How Baby Food Allergy Is Affected By Hyperactive Immune System At Birth According To Study; Find Out More Here

A new study shows how the immune system at birth is linked to the development of baby food allergy. A research team from Australia observed and assessed more than a thousand of babies to learn the connection between the hyperactive immune system and such allergy development in infants.

The research was led by Dr. Yuxia Zhang, Professor Len Harrison, and Associate Professor Peter Vuillermin, and was published in the Science Translational Medicine journal, s reported by the Walter and Eliza Hall Institute. The study might also help in the development of treatment and prevention of food allergies among infants.

"We found a link between children who had hyperactive immune cells at birth and the development of allergies to milk, eggs, peanuts, wheat and other common foods in their first years of life," said Professor Harrison. The research involved the use of relevant information such as the immune system and allergy history of more than 1,000 pregnant women and their babies from Barwon, Victoria.

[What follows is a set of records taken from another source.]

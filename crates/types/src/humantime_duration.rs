//! Serde adapter for durations written as humantime strings ("250ms", "3m").
//!
//! Use with `#[serde(with = "shardrun_types::humantime_duration")]`.

use serde::{de::Error, Deserialize, Deserializer, Serializer};
use std::time::Duration;

/// Serialize as e.g. `"1m 30s"`.
pub fn serialize<S: Serializer>(duration: &Duration, s: S) -> Result<S::Ok, S::Error> {
    s.serialize_str(&humantime::format_duration(*duration).to_string())
}

/// Parse any humantime duration.
pub fn deserialize<'de, D: Deserializer<'de>>(d: D) -> Result<Duration, D::Error> {
    let raw = String::deserialize(d)?;
    humantime::parse_duration(&raw).map_err(D::Error::custom)
}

"We don't know why such increase in food allergy has occurred. The important thing about this study is that we've shown the immune systems of babies who develop food allergy are in a sense 'primed' for allergic disease by the time they are born," Vuillermin said.

Likewise, Harrison said that the next goal in their research is to study and learn the cause of hyperactive immune system in some babies. "Are the immune cells inherently activated because of the baby's genes or do they become activated at the time of birth or earlier in pregnancy?"

Food Allergy Research and Education shared some important tips on managing baby food allergy and children such as meticulously identifying and avoiding food sources of allergy, always bringing and learning the proper use of the prescribed medication for the allergy and carrying food allergy medical identification.